Just imagine this, you've recently completed a project on a new predictive model for your organization which fantastically predicts >90% of your responders (to promotions) in your huge data-set. You now plan to use it to forecast the customers most likely to respond to your upcoming promotion. On the road to choosing what you would call ‘The Predictive Model,' you reject many other potential models proposed to you by your analytics service provider simply because they do not explain the consumer behavior as well as ‘The Predictive Model." Well, it makes sense.
But now when you use the chosen model to predict responders to your latest promotion, you find that only 30-40% of expected responders actually responded. You wonder what went wrong! One thing that you probably did not think about is what if many of the potential responders were misclassified as non-responders and you never bothered to approach them? Do you remember checking for something called MDL or BMS before choosing the model?
It is very likely that you’ve fallen for the ‘Goodness of Fit Trap’!
Goodness of Fit is a very important measurement for model selection, but it is not the only measure. Managers who end up choosing their predictive models based only on how well it is able to predict the responders in the current dataset end up choosing the (probably) statistically best model, but not the right, managerially-most-useful model.
The two major, misleading drivers of higher goodness of fit are the numbers of parameters used in the model and the functional form of the model. Adding more variables is not always good for capturing the underlying generator of the data. Similarly, a more complicated, difficult-to-understand functional form with all the jazzy looking complex mathematical functions may not be the best. Remember ‘Occam’s Razor’ from your science class? Mathematically, one can increase the predictive power of the current dataset just by increasing the number of variables used and by complicating the functional form. But what in fact one is doing is not just fitting the data, but also fitting the noise present in the data!
What is more important is that the predictive model chosen should be good at predicting the future, even though it may not be best in explaining the past. Therefore, it is very important that the manager looks at the out-of-dataset prediction rather than the within-dataset explanation.

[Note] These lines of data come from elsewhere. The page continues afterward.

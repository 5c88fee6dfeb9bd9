use async_trait::async_trait;
use catalog::{
    Vocabulary,
    admins::Admin,
    notifications::Notification,
    products::Product,
    sections::{Section, SectionSeed},
    traffic::Visit,
};
use chrono::{DateTime, Utc};
use tokio::sync::RwLock;

use crate::{
    search::contains_text,
    store::{
        AdminQuery, NotificationQuery, Pagination, ProductQuery, Store, StoreError, StoreResult,
        new_id,
    },
};

/// In-process [`Store`] with the same filtering and ordering rules as MongoDB.
#[derive(Default)]
pub struct MemoryStore {
    inner: RwLock<Inner>,
}

#[derive(Default)]
struct Inner {
    products: Vec<Product>,
    sections: Vec<Section>,
    admins: Vec<Admin>,
    notifications: Vec<Notification>,
    visits: Vec<Visit>,
}

impl MemoryStore {
    pub fn new() -> Self {
        Self::default()
    }
}

/// Newest first. Between equal timestamps the later insert wins.
fn page<T: Clone>(
    mut matches: Vec<&T>,
    created_at: impl Fn(&T) -> DateTime<Utc>,
    pagination: &Pagination,
) -> (Vec<T>, u64) {
    matches.reverse();
    matches.sort_by(|a, b| created_at(b).cmp(&created_at(a)));
    let owned: Vec<T> = matches.into_iter().cloned().collect();

    (pagination.slice(&owned), owned.len() as u64)
}

fn product_matches(product: &Product, query: &ProductQuery) -> bool {
    query
        .search
        .as_deref()
        .is_none_or(|search| contains_text(&product.name, search))
        && query
            .availability
            .is_none_or(|availability| product.availability == availability)
        && query
            .color
            .is_none_or(|color| product.colors.iter().any(|option| option.name == color))
}

fn admin_matches(admin: &Admin, query: &AdminQuery) -> bool {
    query.search.as_deref().is_none_or(|search| {
        contains_text(&admin.full_name, search) || contains_text(&admin.email, search)
    }) && query.role.is_none_or(|role| admin.role == role)
        && query.status.is_none_or(|status| admin.status == status)
}

fn notification_matches(notification: &Notification, query: &NotificationQuery) -> bool {
    query.kind.is_none_or(|kind| notification.kind == kind)
        && query.read.is_none_or(|read| notification.read == read)
        && query
            .search
            .as_deref()
            .is_none_or(|search| contains_text(notification.title.as_str(), search))
        && query
            .sender_id
            .as_deref()
            .is_none_or(|sender_id| notification.sender_id == sender_id)
        && query.from.is_none_or(|from| notification.created_at >= from)
        && query.to.is_none_or(|to| notification.created_at <= to)
}

#[async_trait]
impl Store for MemoryStore {
    async fn insert_product(&self, product: &Product) -> StoreResult<()> {
        self.inner.write().await.products.push(product.clone());
        Ok(())
    }

    async fn find_product(&self, id: &str) -> StoreResult<Option<Product>> {
        let inner = self.inner.read().await;
        Ok(inner.products.iter().find(|product| product.id == id).cloned())
    }

    async fn find_products(&self, ids: &[String]) -> StoreResult<Vec<Product>> {
        let inner = self.inner.read().await;

        Ok(ids
            .iter()
            .filter_map(|id| inner.products.iter().find(|product| &product.id == id))
            .cloned()
            .collect())
    }

    async fn list_products(&self, query: &ProductQuery) -> StoreResult<(Vec<Product>, u64)> {
        let inner = self.inner.read().await;
        let matches = inner
            .products
            .iter()
            .filter(|product| product_matches(product, query))
            .collect();

        Ok(page(matches, |product| product.created_at, &query.pagination))
    }

    async fn replace_product(&self, product: &Product) -> StoreResult<bool> {
        let mut inner = self.inner.write().await;

        match inner.products.iter_mut().find(|stored| stored.id == product.id) {
            Some(stored) => {
                *stored = product.clone();
                Ok(true)
            }
            None => Ok(false),
        }
    }

    async fn delete_product(&self, id: &str) -> StoreResult<Option<Product>> {
        let mut inner = self.inner.write().await;

        let Some(position) = inner.products.iter().position(|product| product.id == id) else {
            return Ok(None);
        };
        let removed = inner.products.remove(position);

        let now = Utc::now();
        for section in inner.sections.iter_mut().filter(|section| section.contains(id)) {
            section.items.retain(|item| item != id);
            section.updated_at = now;
        }

        Ok(Some(removed))
    }

    async fn seed_sections(&self, seeds: &[SectionSeed]) -> StoreResult<usize> {
        let mut inner = self.inner.write().await;
        let mut inserted = 0;

        for seed in seeds {
            if inner.sections.iter().any(|section| section.name == seed.name) {
                continue;
            }

            inner
                .sections
                .push(Section::from_seed(new_id(), seed, Utc::now()));
            inserted += 1;
        }

        Ok(inserted)
    }

    async fn list_sections(&self) -> StoreResult<Vec<Section>> {
        Ok(self.inner.read().await.sections.clone())
    }

    async fn find_section(&self, id: &str) -> StoreResult<Option<Section>> {
        let inner = self.inner.read().await;
        Ok(inner.sections.iter().find(|section| section.id == id).cloned())
    }

    async fn set_section_items(&self, id: &str, items: &[String]) -> StoreResult<Option<Section>> {
        let mut inner = self.inner.write().await;

        Ok(inner
            .sections
            .iter_mut()
            .find(|section| section.id == id)
            .map(|section| {
                section.items = items.to_vec();
                section.updated_at = Utc::now();
                section.clone()
            }))
    }

    async fn remove_section_item(
        &self,
        id: &str,
        product_id: &str,
    ) -> StoreResult<Option<Section>> {
        let mut inner = self.inner.write().await;

        Ok(inner
            .sections
            .iter_mut()
            .find(|section| section.id == id && section.contains(product_id))
            .map(|section| {
                section.items.retain(|item| item != product_id);
                section.updated_at = Utc::now();
                section.clone()
            }))
    }

    async fn insert_admin(&self, admin: &Admin) -> StoreResult<()> {
        let mut inner = self.inner.write().await;

        if inner.admins.iter().any(|stored| stored.email == admin.email) {
            return Err(StoreError::Duplicate("email".to_string()));
        }

        inner.admins.push(admin.clone());
        Ok(())
    }

    async fn find_admin(&self, id: &str) -> StoreResult<Option<Admin>> {
        let inner = self.inner.read().await;
        Ok(inner.admins.iter().find(|admin| admin.id == id).cloned())
    }

    async fn find_admin_by_email(&self, email: &str) -> StoreResult<Option<Admin>> {
        let email = email.to_lowercase();
        let inner = self.inner.read().await;

        Ok(inner.admins.iter().find(|admin| admin.email == email).cloned())
    }

    async fn list_admins(&self, query: &AdminQuery) -> StoreResult<(Vec<Admin>, u64)> {
        let inner = self.inner.read().await;
        let matches = inner
            .admins
            .iter()
            .filter(|admin| admin_matches(admin, query))
            .collect();

        Ok(page(matches, |admin| admin.created_at, &query.pagination))
    }

    async fn replace_admin(&self, admin: &Admin) -> StoreResult<bool> {
        let mut inner = self.inner.write().await;

        if inner
            .admins
            .iter()
            .any(|stored| stored.id != admin.id && stored.email == admin.email)
        {
            return Err(StoreError::Duplicate("email".to_string()));
        }

        match inner.admins.iter_mut().find(|stored| stored.id == admin.id) {
            Some(stored) => {
                *stored = admin.clone();
                Ok(true)
            }
            None => Ok(false),
        }
    }

    async fn insert_notification(&self, notification: &Notification) -> StoreResult<()> {
        self.inner
            .write()
            .await
            .notifications
            .push(notification.clone());
        Ok(())
    }

    async fn list_notifications(
        &self,
        query: &NotificationQuery,
    ) -> StoreResult<(Vec<Notification>, u64)> {
        let inner = self.inner.read().await;
        let matches = inner
            .notifications
            .iter()
            .filter(|notification| notification_matches(notification, query))
            .collect();

        Ok(page(
            matches,
            |notification| notification.created_at,
            &query.pagination,
        ))
    }

    async fn count_unread(&self) -> StoreResult<u64> {
        let inner = self.inner.read().await;
        Ok(inner.notifications.iter().filter(|n| !n.read).count() as u64)
    }

    async fn mark_notification_read(&self, id: &str) -> StoreResult<Option<Notification>> {
        let mut inner = self.inner.write().await;

        Ok(inner
            .notifications
            .iter_mut()
            .find(|notification| notification.id == id)
            .map(|notification| {
                notification.read = true;
                notification.clone()
            }))
    }

    async fn mark_all_read(&self) -> StoreResult<u64> {
        let mut inner = self.inner.write().await;
        let mut changed = 0;

        for notification in inner.notifications.iter_mut().filter(|n| !n.read) {
            notification.read = true;
            changed += 1;
        }

        Ok(changed)
    }

    async fn record_visit(&self, visit: &Visit) -> StoreResult<()> {
        self.inner.write().await.visits.push(visit.clone());
        Ok(())
    }

    async fn count_visits(&self, from: DateTime<Utc>, to: DateTime<Utc>) -> StoreResult<u64> {
        let inner = self.inner.read().await;

        Ok(inner
            .visits
            .iter()
            .filter(|visit| visit.visited_at >= from && visit.visited_at < to)
            .count() as u64)
    }
}

#[cfg(test)]
mod tests {
    use catalog::{
        products::{Availability, ColorName, ColorOption, ProductImages},
        sections::SEED_SECTIONS,
    };
    use chrono::NaiveDate;

    use super::*;

    fn product(name: &str) -> Product {
        let now = Utc::now();
        Product {
            id: new_id(),
            name: name.to_string(),
            description: "Soft".to_string(),
            description_text: "Soft and warm".to_string(),
            unisex: false,
            wool_percentage: 80.0,
            price: 120.0,
            release_date: NaiveDate::from_ymd_opt(2026, 9, 1).unwrap(),
            availability: Availability::InStock,
            seasons: vec![],
            colors: vec![ColorOption {
                name: ColorName::Navy,
                sizes: vec![],
            }],
            images: ProductImages::default(),
            created_at: now,
            updated_at: now,
        }
    }

    #[tokio::test]
    async fn test_seed_is_idempotent() {
        let store = MemoryStore::new();
        assert_eq!(store.seed_sections(&SEED_SECTIONS).await.unwrap(), 5);
        assert_eq!(store.seed_sections(&SEED_SECTIONS).await.unwrap(), 0);
        assert_eq!(store.list_sections().await.unwrap().len(), 5);
    }

    #[tokio::test]
    async fn test_delete_product_cascades() {
        let store = MemoryStore::new();
        store.seed_sections(&SEED_SECTIONS).await.unwrap();
        let kept = product("Kept");
        let gone = product("Gone");
        store.insert_product(&kept).await.unwrap();
        store.insert_product(&gone).await.unwrap();

        let sections = store.list_sections().await.unwrap();
        for section in &sections[..2] {
            store
                .set_section_items(&section.id, &[gone.id.clone(), kept.id.clone()])
                .await
                .unwrap();
        }

        assert!(store.delete_product(&gone.id).await.unwrap().is_some());
        assert!(store.delete_product(&gone.id).await.unwrap().is_none());

        for section in store.list_sections().await.unwrap() {
            assert!(!section.contains(&gone.id));
        }
        let first = store.find_section(&sections[0].id).await.unwrap().unwrap();
        assert_eq!(first.items, vec![kept.id.clone()]);
    }

    #[tokio::test]
    async fn test_list_products_filters_and_pages() {
        let store = MemoryStore::new();
        for name in ["Cable Jumper", "Cable Cardigan", "Plain Beanie"] {
            store.insert_product(&product(name)).await.unwrap();
        }

        let (items, total) = store
            .list_products(&ProductQuery {
                search: Some("cable".to_string()),
                pagination: Pagination { page: 1, limit: 1 },
                ..Default::default()
            })
            .await
            .unwrap();
        assert_eq!(total, 2);
        assert_eq!(items.len(), 1);

        let (_, total) = store
            .list_products(&ProductQuery {
                color: Some(ColorName::Red),
                ..Default::default()
            })
            .await
            .unwrap();
        assert_eq!(total, 0);
    }

    #[tokio::test]
    async fn test_find_products_keeps_order() {
        let store = MemoryStore::new();
        let a = product("A");
        let b = product("B");
        store.insert_product(&a).await.unwrap();
        store.insert_product(&b).await.unwrap();

        let found = store
            .find_products(&[b.id.clone(), new_id(), a.id.clone()])
            .await
            .unwrap();
        let names: Vec<_> = found.iter().map(|p| p.name.as_str()).collect();
        assert_eq!(names, vec!["B", "A"]);
    }
}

But you would wonder, how can I possibly look into the future and know which model will be good for prediction? Fortunately, there are many statistical measures that you can look at to get an estimate of the future prediction. AIC, BIC, CV, MDL are all you need to ask your analytics service provider. You don’t have to look at all of them; you can just choose any one or two. AIC, or Akaike Information Criteria, and BIC, or Schwarz Information Criteria (formerly Bayesian Information Criteria), both penalize the model for adding additional parameters, thereby reducing out-of-data forecasting error. You should aim at choosing the models with the lowest values of AIC and BIC. Most of the time they move in the same direction, but in case they don’t I prefer BIC, because it also takes the sample size into consideration. The drawback with this approach is that although both check the number of parameters, both fail to penalize the model for functional complexity.
CV, or cross-validation, is the easiest to use and understand. It tries the competing models on some other dataset to see which gives the best prediction on the test dataset. Usually modelers break the data-set into two samples and use a ‘training’ set for modeling and a ‘validation/ test’ set for cross-validating. This works well, but it is unreliable if your dataset is small. It should be used in conjunction with other measures.
MDL (Minimum Description Length) is the best of all, but it is difficult to calculate. It is best because it also accounts for the functional form of the model in addition to the number of parameters used. It is difficult to calculate because it requires advanced integral techniques. This calculation is very resource intensive if there are many parameters in the model. Most of the common statistical packages don’t provide the MDL. It is likely that your analytics service provider will have to calculate it for you.
In a nutshell, it is ‘nice to know’ that your model explains your existing data, but you ‘need to know’ how generalizable your model is in terms of out-of-sample predictions. From a manager’s point of view, actionability is everything!